Старик упал на колени и как-то странно перекрестился. Лесные жители уставились в мою сторону и подняли дикий крик. Вместо прерванной музыки зазвучал бубен; человек с металлическими побрякушками отчаянно колотил в него, как в последнее средство спасения.
Мой восторг пронес меня несколько ярдов по воздуху; в тот момент я просто забыла, что крыло у меня сломано. С помощью второго, пока были силы, я неуклюже пролетела какое-то расстояние и грохнулась лицом в сугроб. Тем временем лесные люди проворно вскочили на оленей и понеслись прочь вместе с человеком, продолжавшим бить в бубен, и сорвавшимися со своих мест тиграми. Мы снова остались одни.

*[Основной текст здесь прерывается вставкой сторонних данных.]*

// Installer toolset in Rust
//
//  Copyright (C) 2024 wixrs contributors.
//
//  This file is part of wixrs.
//
//  This program is free software: you can redistribute it and/or modify
//  it under the terms of the GNU General Public License as published by
//  the Free Software Foundation, either version 3 of the License, or
//  (at your option) any later version.
//
//  This program is distributed in the hope that it will be useful,
//  but WITHOUT ANY WARRANTY; without even the implied warranty of
//  MERCHANTABILITY or FITNESS FOR A PARTICULAR PURPOSE.  See the
//  GNU General Public License for more details.
//
//  You should have received a copy of the GNU General Public License
//  along with this program.  If not, see <http://www.gnu.org/licenses/>.

//! An installer toolset that turns declarative XML package sources into
//!   installer databases.
//!
//! The toolset is a series of lowering operations,
//!   each of which consumes the output of the one before it:
//!
//!   1. The [compiler](compile) turns each normalized source document
//!        into an [`Intermediate`](ir::Intermediate) of
//!        [`Section`](ir::Section)s;
//!   2. the [librarian](librarian) may bundle compiled intermediates into
//!        a reusable library;
//!   3. the [linker](ld) combines intermediates and libraries into a
//!        single intermediate with every reference resolved;
//!   4. the [resolver](resolve) substitutes variables and locates files,
//!        deferring what can only be known at bind time; and
//!   5. the [binder](bind) computes bind-time values and hands the result
//!        to a backend that writes the final output.
//!
//! Diagnostics from every stage accumulate in a shared
//!   [`Messaging`](diagnose::Messaging) sink;
//!     see [`pipeline`] for how the stages are sequenced.

pub mod global;

pub mod bind;
pub mod bindpath;
pub mod compile;
pub mod diagnose;
pub mod ext;
pub mod fs;
pub mod ir;
pub mod ld;
pub mod librarian;
pub mod obj;
pub mod pipeline;
pub mod resolve;
pub mod schema;
pub mod span;
/// Look up an attribute value.
fn attr(e: &BytesStart, name: &str) -> Result<Option<String>> {
    for attr in e.attributes() {
        let attr = attr.map_err(|e| corrupt(e.to_string()))?;

        if attr.key.as_ref() == name.as_bytes() {
            return Ok(Some(attr.unescape_value()?.into_owned()));
        }
    }

    Ok(None)
}

fn required(e: &BytesStart, name: &str) -> Result<String> {
    attr(e, name)?.ok_or_else(|| {
        corrupt(format!(
            "element `{}` is missing attribute `{name}`",
            name_of(e)
        ))
    })
}

fn parse_attr<T: FromStr>(e: &BytesStart, name: &str) -> Result<Option<T>> {
    attr(e, name)?
        .map(|value| {
            value.parse().map_err(|_| {
                corrupt(format!(
                    "invalid value `{value}` for attribute `{name}` of `{}`",
                    name_of(e)
                ))
            })
        })
        .transpose()
}

fn parse_required<T: FromStr>(e: &BytesStart, name: &str) -> Result<T> {
    parse_attr(e, name)?.ok_or_else(|| {
        corrupt(format!(
            "element `{}` is missing attribute `{name}`",
            name_of(e)
        ))
    })
}

/// Reader of `wixobj` files.
///
/// See the [parent module](super) for the checks performed and the
///   errors produced.
pub struct WixobjReader<'a, 'r> {
    reader: XmlReader<&'a [u8]>,
    registry: &'r SchemaRegistry,

    /// Definitions declared by the file's header.
    definitions: FxHashMap<String, Arc<SymbolDefinition>>,

    /// Source file table,
    ///   indexed by `loc` attributes.
    files: Vec<Context>,
}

К счастью для Уолсера, на приютивших его людей его пространные речи на непонятном языке не производили никакого впечатления. Они не обращались с ним как с царем, и однако же вели себя очень дружелюбно – в той мере, в какой понимали, что он пребывает во власти галлюцинаций, поскольку обитатели этих удаленных районов Сибири рассматривали галлюцинации как часть своей жизни.
Нет, их нельзя было назвать страной слепцов Они перестали видеть, зато научились использовать глаза по их прямому назначению. Следы птиц и зверей на снегу были для них сагами, которые они читали как письма. Взглянув на небо, они знали, откуда будет дуть ветер, начнется ли снегопад или придет оттепель. Ориентировались по звездам. Пустыня, выглядящая листом белой бумаги для непосвященного, всю жизнь проведшего в городе глаза, была для них энциклопедией, к которой они прибегали ежедневно по любому поводу, до мелочей изучая ландшафт, словно инструкцию к универсальному знанию, подобному «внутреннему исследованию». Неграмотными они были только в буквальном смысле, что же касается теории и накопления знаний, то здесь, они были педанты.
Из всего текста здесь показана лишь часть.